**Problem to solve**
Reproduce each entry below in full, exactly as it was given.

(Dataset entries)
══════════
//! Callback handler: dispatch for decoded inline-button payloads.
//!
//! Undecodable payloads and payloads whose required session state is gone
//! are dropped silently: they come from keyboards on old messages, not from
//! user mistakes.

use anyhow::Result;
use teloxide::types::{ChatId, KeyboardRemove, ReplyMarkup};
use tracing::{debug, info};

use crate::callback::{decode, CallbackCommand, CallbackError, PageDirection};
use crate::directory::{Account, Directory, DomainError};
use crate::localization::t_args_lang;
use crate::session::SessionStore;

use super::{auth, router, ui_builder, Outbound};

/// Handle one callback payload.
pub async fn handle_callback<D: Directory>(
    directory: &D,
    sessions: &SessionStore,
    chat_id: ChatId,
    payload: &str,
    language_code: Option<&str>,
) -> Result<Vec<Outbound>> {
    let command = match decode(payload) {
        Ok(command) => command,
        Err(CallbackError::UnknownCallback(payload)) => {
            debug!(user_id = %chat_id, payload = %payload, "Ignoring unknown callback payload");
            return Ok(vec![]);
        }
    };

    // Winery selection is the tail of the authentication flow; the sender
    // has no account yet, so it must not pass the gate.
    if let CallbackCommand::WinerySelection(winery_id) = command {
        return winery_selection(directory, sessions, chat_id, winery_id, language_code).await;
    }

    let Some(account) = directory.account_by_chat(chat_id).await? else {
        return auth::begin_authentication(sessions, chat_id, language_code).await;
    };

    match command {
        CallbackCommand::PageNavigation(direction) => {
            switch_page(directory, sessions, chat_id, &account, direction).await
        }
        CallbackCommand::TankSelection(tank_id) => {
            tank_selection(directory, chat_id, &account, tank_id, language_code).await
        }
        CallbackCommand::WinerySwitch(winery_id) => {
            winery_switch(directory, chat_id, winery_id, language_code).await
        }
        // Already handled before the gate.
        CallbackCommand::WinerySelection(_) => Ok(vec![]),
    }
}

/// Move one page forward or back from the session's current page.
///
/// A navigation tap with no stored page number is a stale keyboard: no
/// reply, session untouched.
async fn switch_page<D: Directory>(
    directory: &D,
    sessions: &SessionStore,
    chat_id: ChatId,
    account: &Account,
    direction: PageDirection,
) -> Result<Vec<Outbound>> {
    let session = sessions.load(chat_id).await;
    let Some(current_page) = session.current_page() else {
        debug!(user_id = %chat_id, "Ignoring page navigation with no current page");
        return Ok(vec![]);
    };

    let requested_page = match direction {
        PageDirection::Next => current_page + 1,
        PageDirection::Previous => current_page - 1,
    };

    let tanks = directory.tanks_of(account.winery_id, None).await?;
    router::render_tank_list(sessions, chat_id, &tanks, requested_page).await
}

async fn tank_selection<D: Directory>(
    directory: &D,
    chat_id: ChatId,
    account: &Account,
    tank_id: i64,
    language_code: Option<&str>,
) -> Result<Vec<Outbound>> {
    let tank = directory
        .tank_by_id(account.winery_id, tank_id)
        .await?
        .ok_or_else(|| DomainError::NotFound(format!("Tank {tank_id}")))?;

    debug!(user_id = %chat_id, tank = %tank.name, "Rendering tank details");
    Ok(vec![Outbound::plain(ui_builder::tank_info_text(&tank, language_code))])
}

async fn winery_switch<D: Directory>(
    directory: &D,
    chat_id: ChatId,
    winery_id: i64,
    language_code: Option<&str>,
) -> Result<Vec<Outbound>> {
    directory.set_account_winery(chat_id, winery_id).await?;
    let winery = directory
        .winery_by_id(winery_id)
        .await?
        .ok_or_else(|| DomainError::NotFound(format!("Winery {winery_id}")))?;

    info!(user_id = %chat_id, winery = %winery.name, "Account switched winery");
    Ok(vec![Outbound::plain(t_args_lang(
        "authorization-success",
        &[("winery", &winery.name)],
        language_code,
    ))])
}

/// Finish authentication for a user who owns several wineries.
async fn winery_selection<D: Directory>(
    directory: &D,
    sessions: &SessionStore,
    chat_id: ChatId,
    winery_id: i64,
    language_code: Option<&str>,
) -> Result<Vec<Outbound>> {
    let mut session = sessions.load(chat_id).await;
    let Some(user_id) = session.take_pending_user_id() else {
        debug!(user_id = %chat_id, "Ignoring winery selection with no pending user");
        return Ok(vec![]);
    };
    sessions.store(chat_id, session).await;

    let winery = directory
        .winery_by_id(winery_id)
        .await?
        .ok_or_else(|| DomainError::NotFound(format!("Winery {winery_id}")))?;

    // The selected winery must actually belong to the candidate user.
    let wineries = directory.wineries_of(user_id).await?;
    if !wineries.iter().any(|candidate| candidate.id == winery.id) {
        return Err(DomainError::NotFound(format!(
            "User {user_id} has no access to winery {winery_id}"
        ))
        .into());
    }

    directory.create_account(chat_id, user_id, winery.id).await?;

    info!(user_id = %chat_id, winery = %winery.name, "Account created after winery choice");
    Ok(vec![Outbound::with_markup(
        t_args_lang("authorization-success", &[("winery", &winery.name)], language_code),
        ReplyMarkup::KeyboardRemove(KeyboardRemove::new()),
    )])
}
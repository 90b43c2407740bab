use anyhow::{Context, Result};
use sqlx::postgres::PgPoolOptions;
use std::env;
use std::sync::Arc;
use teloxide::prelude::*;
use tracing::info;
use tracing_subscriber::EnvFilter;

use vinoteka_bot::bot;
use vinoteka_bot::directory::PgDirectory;
use vinoteka_bot::session::SessionStore;

#[tokio::main]
async fn main() -> Result<()> {
    tracing_subscriber::fmt()
        .with_env_filter(
            EnvFilter::try_from_default_env().unwrap_or_else(|_| EnvFilter::new("info")),
        )
        .init();

    info!("Starting winery Telegram bot");

    // Load environment variables from .env file
    dotenv::dotenv().ok();

    let bot_token = env::var("TELEGRAM_BOT_TOKEN").context("TELEGRAM_BOT_TOKEN must be set")?;
    let database_url = env::var("DATABASE_URL").context("DATABASE_URL must be set")?;

    let pool = PgPoolOptions::new()
        .max_connections(5)
        .connect(&database_url)
        .await
        .context("Failed to connect to the winery database")?;

    let directory = Arc::new(PgDirectory::new(pool));
    let sessions = SessionStore::new();

    let bot = Bot::new(bot_token);

    info!("Bot initialized, starting dispatcher");

    let handler = dptree::entry()
        .branch(Update::filter_message().endpoint({
            let directory = Arc::clone(&directory);
            let sessions = sessions.clone();
            move |bot: Bot, msg: Message| {
                let directory = Arc::clone(&directory);
                let sessions = sessions.clone();
                async move { bot::message_entry(bot, msg, directory, sessions).await }
            }
        }))
        .branch(Update::filter_callback_query().endpoint({
            let directory = Arc::clone(&directory);
            let sessions = sessions.clone();
            move |bot: Bot, q: CallbackQuery| {
                let directory = Arc::clone(&directory);
                let sessions = sessions.clone();
                async move { bot::callback_entry(bot, q, directory, sessions).await }
            }
        }));

    Dispatcher::builder(bot, handler)
        .enable_ctrlc_handler()
        .build()
        .dispatch()
        .await;

    Ok(())
}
══════════
**The completed task**
//! Callback handler: dispatch for decoded inline-button payloads.
//!
//! Undecodable payloads and payloads whose required session state is gone
//! are dropped silently: they come from keyboards on old messages, not from
//! user mistakes.

use anyhow::Result;
use teloxide::types::{ChatId, KeyboardRemove, ReplyMarkup};
use tracing::{debug, info};

use crate::callback::{decode, CallbackCommand, CallbackError, PageDirection};
use crate::directory::{Account, Directory, DomainError};
use crate::localization::t_args_lang;
use crate::session::SessionStore;

use super::{auth, router, ui_builder, Outbound};

/// Handle one callback payload.
pub async fn handle_callback<D: Directory>(
    directory: &D,
    sessions: &SessionStore,
    chat_id: ChatId,
    payload: &str,
    language_code: Option<&str>,
) -> Result<Vec<Outbound>> {
    let command = match decode(payload) {
        Ok(command) => command,
        Err(CallbackError::UnknownCallback(payload)) => {
            debug!(user_id = %chat_id, payload = %payload, "Ignoring unknown callback payload");
            return Ok(vec![]);
        }
    };

    // Winery selection is the tail of the authentication flow; the sender
    // has no account yet, so it must not pass the gate.
    if let CallbackCommand::WinerySelection(winery_id) = command {
        return winery_selection(directory, sessions, chat_id, winery_id, language_code).await;
    }

    let Some(account) = directory.account_by_chat(chat_id).await? else {
        return auth::begin_authentication(sessions, chat_id, language_code).await;
    };

    match command {
        CallbackCommand::PageNavigation(direction) => {
            switch_page(directory, sessions, chat_id, &account, direction).await
        }
        CallbackCommand::TankSelection(tank_id) => {
            tank_selection(directory, chat_id, &account, tank_id, language_code).await
        }
        CallbackCommand::WinerySwitch(winery_id) => {
            winery_switch(directory, chat_id, winery_id, language_code).await
        }
        // Already handled before the gate.
        CallbackCommand::WinerySelection(_) => Ok(vec![]),
    }
}

/// Move one page forward or back from the session's current page.
///
/// A navigation tap with no stored page number is a stale keyboard: no
/// reply, session untouched.
async fn switch_page<D: Directory>(
    directory: &D,
    sessions: &SessionStore,
    chat_id: ChatId,
    account: &Account,
    direction: PageDirection,
) -> Result<Vec<Outbound>> {
    let session = sessions.load(chat_id).await;
    let Some(current_page) = session.current_page() else {
        debug!(user_id = %chat_id, "Ignoring page navigation with no current page");
        return Ok(vec![]);
    };

    let requested_page = match direction {
        PageDirection::Next => current_page + 1,
        PageDirection::Previous => current_page - 1,
    };

    let tanks = directory.tanks_of(account.winery_id, None).await?;
    router::render_tank_list(sessions, chat_id, &tanks, requested_page).await
}

async fn tank_selection<D: Directory>(
    directory: &D,
    chat_id: ChatId,
    account: &Account,
    tank_id: i64,
    language_code: Option<&str>,
) -> Result<Vec<Outbound>> {
    let tank = directory
        .tank_by_id(account.winery_id, tank_id)
        .await?
        .ok_or_else(|| DomainError::NotFound(format!("Tank {tank_id}")))?;

    debug!(user_id = %chat_id, tank = %tank.name, "Rendering tank details");
    Ok(vec![Outbound::plain(ui_builder::tank_info_text(&tank, language_code))])
}

async fn winery_switch<D: Directory>(
    directory: &D,
    chat_id: ChatId,
    winery_id: i64,
    language_code: Option<&str>,
) -> Result<Vec<Outbound>> {
    directory.set_account_winery(chat_id, winery_id).await?;
    let winery = directory
        .winery_by_id(winery_id)
        .await?
        .ok_or_else(|| DomainError::NotFound(format!("Winery {winery_id}")))?;

    info!(user_id = %chat_id, winery = %winery.name, "Account switched winery");
    Ok(vec![Outbound::plain(t_args_lang(
        "authorization-success",
        &[("winery", &winery.name)],
        language_code,
    ))])
}

/// Finish authentication for a user who owns several wineries.
async fn winery_selection<D: Directory>(
    directory: &D,
    sessions: &SessionStore,
    chat_id: ChatId,
    winery_id: i64,
    language_code: Option<&str>,
) -> Result<Vec<Outbound>> {
    let mut session = sessions.load(chat_id).await;
    let Some(user_id) = session.take_pending_user_id() else {
        debug!(user_id = %chat_id, "Ignoring winery selection with no pending user");
        return Ok(vec![]);
    };
    sessions.store(chat_id, session).await;

    let winery = directory
        .winery_by_id(winery_id)
        .await?
        .ok_or_else(|| DomainError::NotFound(format!("Winery {winery_id}")))?;

    // The selected winery must actually belong to the candidate user.
    let wineries = directory.wineries_of(user_id).await?;
    if !wineries.iter().any(|candidate| candidate.id == winery.id) {
        return Err(DomainError::NotFound(format!(
            "User {user_id} has no access to winery {winery_id}"
        ))
        .into());
    }

    directory.create_account(chat_id, user_id, winery.id).await?;

    info!(user_id = %chat_id, winery = %winery.name, "Account created after winery choice");
    Ok(vec![Outbound::with_markup(
        t_args_lang("authorization-success", &[("winery", &winery.name)], language_code),
        ReplyMarkup::KeyboardRemove(KeyboardRemove::new()),
    )])
}
repository 90b43c2407740bab
use anyhow::{Context, Result};
use sqlx::postgres::PgPoolOptions;
use std::env;
use std::sync::Arc;
use teloxide::prelude::*;
use tracing::info;
use tracing_subscriber::EnvFilter;

use vinoteka_bot::bot;
use vinoteka_bot::directory::PgDirectory;
use vinoteka_bot::session::SessionStore;

#[tokio::main]
async fn main() -> Result<()> {
    tracing_subscriber::fmt()
        .with_env_filter(
            EnvFilter::try_from_default_env().unwrap_or_else(|_| EnvFilter::new("info")),
        )
        .init();

    info!("Starting winery Telegram bot");

    // Load environment variables from .env file
    dotenv::dotenv().ok();

    let bot_token = env::var("TELEGRAM_BOT_TOKEN").context("TELEGRAM_BOT_TOKEN must be set")?;
    let database_url = env::var("DATABASE_URL").context("DATABASE_URL must be set")?;

    let pool = PgPoolOptions::new()
        .max_connections(5)
        .connect(&database_url)
        .await
        .context("Failed to connect to the winery database")?;

    let directory = Arc::new(PgDirectory::new(pool));
    let sessions = SessionStore::new();

    let bot = Bot::new(bot_token);

    info!("Bot initialized, starting dispatcher");

    let handler = dptree::entry()
        .branch(Update::filter_message().endpoint({
            let directory = Arc::clone(&directory);
            let sessions = sessions.clone();
            move |bot: Bot, msg: Message| {
                let directory = Arc::clone(&directory);
                let sessions = sessions.clone();
                async move { bot::message_entry(bot, msg, directory, sessions).await }
            }
        }))
        .branch(Update::filter_callback_query().endpoint({
            let directory = Arc::clone(&directory);
            let sessions = sessions.clone();
            move |bot: Bot, q: CallbackQuery| {
                let directory = Arc::clone(&directory);
                let sessions = sessions.clone();
                async move { bot::callback_entry(bot, q, directory, sessions).await }
            }
        }));

    Dispatcher::builder(bot, handler)
        .enable_ctrlc_handler()
        .build()
        .dispatch()
        .await;

    Ok(())
}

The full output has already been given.